Na gravação, Satiê critica a relação política de Paes com o ex-governador Sérgio Cabral e questiona os gastos realizados durante a Copa do Mundo de 2014 e os Jogos Olímpicos de 2016. O vereador também coloca em discussão o legado deixado pelos eventos para o estado do Rio de Janeiro.
A coligação de Paes argumentou que o conteúdo caracteriza propaganda eleitoral negativa e questionou o uso de impulsionamento pago para ampliar a divulgação do vídeo. O grupo também pediu a remoção da publicação.
A relatora do caso no Tribunal Regional Eleitoral do Rio de Janeiro (TRE-RJ), desembargadora Ane Cristine Scheele Santos, determinou a interrupção do impulsionamento, mas permitiu que o vídeo continuasse disponível nas redes sociais.

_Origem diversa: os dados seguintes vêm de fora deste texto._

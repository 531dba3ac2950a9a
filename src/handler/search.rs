use super::errors::AppError;
use super::state::AppState;
use crate::config::proxy::ProxySource;
use crate::content::{ArticleScraper, ScrapeSettings};
use crate::entities::{self, RankedEntity};
use crate::export;
use crate::news::query::Region;
use crate::news::{Article, FetchSettings, NewsFetcher, SearchRequest};

use axum::{
    extract::{rejection::JsonRejection, State},
    http::header,
    response::IntoResponse,
    Json,
};
use chrono::{DateTime, FixedOffset};
use serde::{Deserialize, Serialize};
use std::cmp::Reverse;
use std::ops::RangeInclusive;
use tracing::instrument;

const DAYS_RANGE: RangeInclusive<u32> = 1..=3650;

const fn _default_days() -> u32 { 7 }
const fn _default_max_articles() -> usize { 100 }
const fn _default_scrape() -> bool { true }
const fn _default_top_n() -> usize { 5 }

fn uuid() -> String {
    uuid::Uuid::new_v4().to_string()
}

#[derive(Deserialize, Clone, Copy, Debug, Default, PartialEq, Eq)]
#[serde(rename_all = "kebab-case")]
pub(crate) enum SortOrder {
    #[default]
    Newest,
    Oldest,
}

#[derive(Deserialize, Debug)]
pub(crate) struct SearchParams {
    keyword: String,
    #[serde(default)]
    sector: Option<String>,
    #[serde(default = "_default_days")]
    days: u32,
    #[serde(default)]
    regions: Vec<String>,
    #[serde(default = "_default_max_articles")]
    max_articles: usize,
    #[serde(default)]
    use_secure_proxy: bool,
    #[serde(default)]
    saturation_mode: bool,
    #[serde(default = "_default_scrape")]
    scrape: bool,
    #[serde(default = "_default_top_n")]
    top_n: usize,
    #[serde(default)]
    sort: SortOrder,
}

#[derive(Serialize, Debug)]
pub(crate) struct ProxyUsage {
    used: bool,
    source: ProxySource,
}

#[derive(Serialize, Debug)]
pub(crate) struct SearchResponse {
    query: String,
    proxy: ProxyUsage,
    total: usize,
    articles: Vec<Article>,
    top_companies: Vec<RankedEntity>,
}

#[derive(Serialize, Debug)]
pub(crate) struct ProxyInfo {
    source: ProxySource,
    url: Option<String>,
}

pub(crate) async fn healthz() -> &'static str {
    "ok"
}

pub(crate) async fn proxy_info(State(state): State<AppState>) -> Json<ProxyInfo> {
    let settings = state.clients.settings();
    Json(ProxyInfo {
        source: settings.source,
        url: settings.redacted(),
    })
}

#[instrument(skip_all, err, fields(request_id=uuid()))]
pub(crate) async fn search(
    State(state): State<AppState>,
    payload: Result<Json<SearchParams>, JsonRejection>,
) -> Result<Json<SearchResponse>, AppError> {
    let Json(params) = payload.map_err(|rejection| AppError::BadRequest(rejection.body_text()))?;
    Ok(Json(run_search(&state, params).await?))
}

/// Same pipeline as `search`, with the articles rendered as a CSV download.
#[instrument(skip_all, err, fields(request_id=uuid()))]
pub(crate) async fn search_csv(
    State(state): State<AppState>,
    payload: Result<Json<SearchParams>, JsonRejection>,
) -> Result<impl IntoResponse, AppError> {
    let Json(params) = payload.map_err(|rejection| AppError::BadRequest(rejection.body_text()))?;
    let response = run_search(&state, params).await?;
    let body = export::articles_csv(&response.articles)?;
    let disposition = format!("attachment; filename=\"{}\"", export::file_name(&response.query));
    Ok((
        [
            (header::CONTENT_TYPE, "text/csv; charset=utf-8".to_string()),
            (header::CONTENT_DISPOSITION, disposition),
        ],
        body,
    ))
}

async fn run_search(state: &AppState, params: SearchParams) -> Result<SearchResponse, AppError> {
    let regions = validate(&params, &state.config.search.default_regions)?;
    let keyword = params.keyword.trim();

    tracing::info!(
        keyword,
        sector = params.sector.as_deref(),
        days = params.days,
        use_secure_proxy = params.use_secure_proxy,
        saturation = params.saturation_mode,
        "Search requested."
    );

    let route = state.clients.select(params.use_secure_proxy);
    let progress = |completed: usize, total: usize| tracing::debug!(completed, total, "Progress.");

    let fetcher = NewsFetcher::new(
        route.clone(),
        state.tor.clone(),
        FetchSettings::from(&state.config.search),
    );
    let mut articles = fetcher
        .search(
            &SearchRequest {
                keyword,
                sector: params.sector.as_deref(),
                days: params.days,
                regions: &regions,
                max_articles: params.max_articles,
                saturation: params.saturation_mode,
            },
            &progress,
        )
        .await;

    if params.scrape && !articles.is_empty() {
        let scraper = ArticleScraper::new(
            route.clone(),
            state.tor.clone(),
            ScrapeSettings::new(&state.config.scrape, &state.config.search.base_url),
        );
        articles = scraper.enhance(articles, Some(params.max_articles), &progress).await;
    }

    sort_articles(&mut articles, params.sort);
    let top_companies = entities::top_companies(&articles, params.top_n);

    Ok(SearchResponse {
        query: keyword.to_string(),
        proxy: ProxyUsage {
            used: route.proxied,
            source: match route.proxied {
                true => state.clients.settings().source,
                false => ProxySource::None,
            },
        },
        total: articles.len(),
        articles,
        top_companies,
    })
}

fn validate(params: &SearchParams, default_regions: &[String]) -> Result<Vec<Region>, AppError> {
    if params.keyword.trim().is_empty() {
        return Err(AppError::BadRequest("keyword must not be blank".to_string()));
    }
    if !DAYS_RANGE.contains(&params.days) {
        return Err(AppError::BadRequest(format!(
            "days must be between {} and {}, got {}",
            DAYS_RANGE.start(),
            DAYS_RANGE.end(),
            params.days
        )));
    }
    if params.max_articles == 0 {
        return Err(AppError::BadRequest("max_articles must be at least 1".to_string()));
    }

    let codes = match params.regions.is_empty() {
        true => default_regions,
        false => &params.regions,
    };
    codes
        .iter()
        .map(|code| code.parse::<Region>())
        .collect::<anyhow::Result<Vec<_>>>()
        .map_err(|error| AppError::BadRequest(format!("{error:#}")))
}

/// Orders by publication time. Unparseable dates count as the oldest.
fn sort_articles(articles: &mut [Article], order: SortOrder) {
    match order {
        SortOrder::Newest => articles.sort_by_cached_key(|article| Reverse(published_at(article))),
        SortOrder::Oldest => articles.sort_by_cached_key(published_at),
    }
}

fn published_at(article: &Article) -> Option<DateTime<FixedOffset>> {
    DateTime::parse_from_rfc2822(article.published.trim()).ok()
}
mod control;

pub(crate) use control::TorController;

use std::time::Duration;
use tokio::sync::Mutex;
use tokio::time::Instant;

use crate::config::TorSection;
use crate::metrics::consts::TOR_IDENTITY_RENEWALS;

/// Coordinates identity rotation between concurrent workers.
///
/// A rotation opens a cooldown window. Workers asking to rotate while a
/// renewal is in flight or inside the window are ignored, and
/// `wait_if_cooldown` parks callers until the new circuits are up.
#[derive(Debug)]
pub(crate) struct TorRotator {
    controller: TorController,
    cooldown: Duration,
    request_timeout: Duration,
    rotation: Mutex<()>,
    cooldown_until: Mutex<Option<Instant>>,
}

impl TorRotator {
    pub(crate) fn new(section: &TorSection) -> Self {
        Self {
            controller: TorController {
                address: format!("{}:{}", section.control_host, section.control_port),
                auth: section.auth.clone(),
            },
            cooldown: Duration::from_millis(section.cooldown_ms),
            request_timeout: section.request_timeout(),
            rotation: Mutex::new(()),
            cooldown_until: Mutex::new(None),
        }
    }

    /// Returns whether this call performed the rotation.
    pub(crate) async fn rotate(&self) -> bool {
        let Ok(_rotation) = self.rotation.try_lock() else {
            tracing::debug!("Tor rotation already in progress, skipping.");
            return false;
        };
        if self.cooldown_until.lock().await.is_some_and(|until| until > Instant::now()) {
            tracing::debug!("Tor identity renewed recently, skipping.");
            return false;
        }

        tracing::info!("Requesting new Tor identity.");
        match tokio::time::timeout(self.request_timeout, self.controller.renew_identity()).await {
            Ok(Ok(())) => {
                metrics::counter!(TOR_IDENTITY_RENEWALS).increment(1);
                *self.cooldown_until.lock().await = Some(Instant::now() + self.cooldown);
                true
            }
            Ok(Err(error)) => {
                tracing::warn!(?error, "Failed to renew Tor identity.");
                false
            }
            Err(_) => {
                tracing::warn!(
                    timeout_ms = self.request_timeout.as_millis() as u64,
                    "Tor control port did not answer in time."
                );
                false
            }
        }
    }

    /// Never waits on an in-flight renewal, only on an opened window.
    pub(crate) async fn wait_if_cooldown(&self) {
        let until = *self.cooldown_until.lock().await;
        if let Some(until) = until {
            tokio::time::sleep_until(until).await;
        }
    }
}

Segundo a decisão, embora a mensagem tenha caráter negativo, a retirada da publicação não seria necessária, considerando a proteção à crítica política e a intervenção mínima no debate eleitoral.
Defesa de Satiê
A defesa de Rafael Satiê afirmou que o vídeo trata de fatos relacionados à vida pública de Eduardo Paes. Os advogados sustentaram que não houve pedido explícito de não voto, ataque à honra ou divulgação de informação falsa.
A defesa também argumentou que uma eventual irregularidade no impulsionamento não justificaria a retirada do conteúdo da internet.
O Facebook Brasil informou no processo que os anúncios relacionados ao vídeo foram desabilitados. A defesa apresentou o comprovante da suspensão e afirmou que o cumprimento da determinação não representa reconhecimento de irregularidade.
Em parecer apresentado em 15 de setembro, a Procuradoria Regional Eleitoral defendeu a aplicação de multa e a proibição de novos impulsionamentos do mesmo conteúdo ou de material semelhante.
O órgão afirmou que a coligação de Paes não contestou a veracidade das informações apresentadas no vídeo, mas considerou irregular o pagamento para ampliar o alcance de uma mensagem eleitoral negativa.
O parecer da Procuradoria não determina a retirada da publicação e não representa uma decisão judicial definitiva. Até a última movimentação registrada no processo, ainda não havia julgamento final sobre a eventual multa e o pedido de remoção.